What is being asked ▸ Exactly the lines from the one containing "b.iter(|| smooth(&crop(black_box(&gray), region), 15));" to the final line below should be output, and no others.

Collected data
++++++++

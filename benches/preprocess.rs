use criterion::{BenchmarkId, Criterion, black_box, criterion_group, criterion_main};
use image::{GrayImage, Luma};
use imageproc::drawing::draw_filled_circle_mut;
use mouse_tracker_rs::tracking_pipeline::preprocess::{
    DepthWindow, crop, foreground_mask, smooth, to_grayscale,
};
use mouse_tracker_rs::tracking_pipeline::source::SourceKind;
use mouse_tracker_rs::tracking_pipeline::source::types::DEPTH_WIDTH;
use mouse_tracker_rs::tracking_pipeline::tracker::{TrackState, locate};
use mouse_tracker_rs::tracking_pipeline::RawFrame;

fn generate_depth_frame() -> RawFrame {
    let samples = (0..SourceKind::Depth.buffer_len())
        .map(|i| 600 + ((i % DEPTH_WIDTH + i / DEPTH_WIDTH) % 200) as u16)
        .collect();
    RawFrame::depth(samples).expect("depth geometry")
}

fn generate_color_frame() -> RawFrame {
    let bytes = (0..SourceKind::Color.buffer_len())
        .map(|i| (i % 256) as u8)
        .collect();
    RawFrame::color(bytes).expect("color geometry")
}

fn frame_with_disc(width: u32, height: u32) -> GrayImage {
    let mut frame = GrayImage::new(width, height);
    draw_filled_circle_mut(
        &mut frame,
        (width as i32 / 2, height as i32 / 2),
        20,
        Luma([120]),
    );
    frame
}

fn benchmark_grayscale(c: &mut Criterion) {
    let mut group = c.benchmark_group("grayscale_by_source");
    let window = DepthWindow::default();

    for (frame, label) in [
        (generate_depth_frame(), "depth"),
        (generate_color_frame(), "color"),
    ] {
        group.bench_with_input(BenchmarkId::from_parameter(label), &frame, |b, frame| {
            b.iter(|| to_grayscale(black_box(frame), window));
        });
    }

    group.finish();
}

fn benchmark_blur_sizes(c: &mut Criterion) {
    let mut group = c.benchmark_group("blur_by_kernel");
    let frame = frame_with_disc(430, 210);

    for kernel in [1u32, 5, 15, 31] {
        group.bench_with_input(BenchmarkId::from_parameter(kernel), &kernel, |b, &kernel| {
            b.iter(|| smooth(black_box(&frame), kernel));
        });
    }

    group.finish();
}

fn benchmark_mask_and_locate(c: &mut Criterion) {
    let mut group = c.benchmark_group("mask_and_locate");
    let background = GrayImage::new(430, 210);
    let frame = frame_with_disc(430, 210);

    group.bench_function("foreground_mask", |b| {
        b.iter(|| foreground_mask(black_box(&frame), &background, 1, 30));
    });

    let mask = foreground_mask(&frame, &background, 1, 30);
    group.bench_function("locate", |b| {
        b.iter(|| locate(black_box(&mask), 6.0, TrackState::default()));
    });

    group.finish();
}

fn benchmark_full_frame_vs_crop(c: &mut Criterion) {
    let mut group = c.benchmark_group("crop_impact");
    let gray = to_grayscale(&generate_depth_frame(), DepthWindow::default());
    let region = SourceKind::Depth.default_crop();

    group.bench_function("full_frame", |b| {
        b.iter(|| smooth(black_box(&gray), 15));
    });

    group.bench_function("cropped", |b| {
        b.iter(|| smooth(&crop(black_box(&gray), region), 15));
    });

    group.finish();
}

criterion_group!(
    benches,
    benchmark_grayscale,
    benchmark_blur_sizes,
    benchmark_mask_and_locate,
    benchmark_full_frame_vs_crop
);
criterion_main!(benches);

++++++++

Task result ▸
        b.iter(|| smooth(&crop(black_box(&gray), region), 15));
    });

    group.finish();
}

criterion_group!(
    benches,
    benchmark_grayscale,
    benchmark_blur_sizes,
    benchmark_mask_and_locate,
    benchmark_full_frame_vs_crop
);
criterion_main!(benches);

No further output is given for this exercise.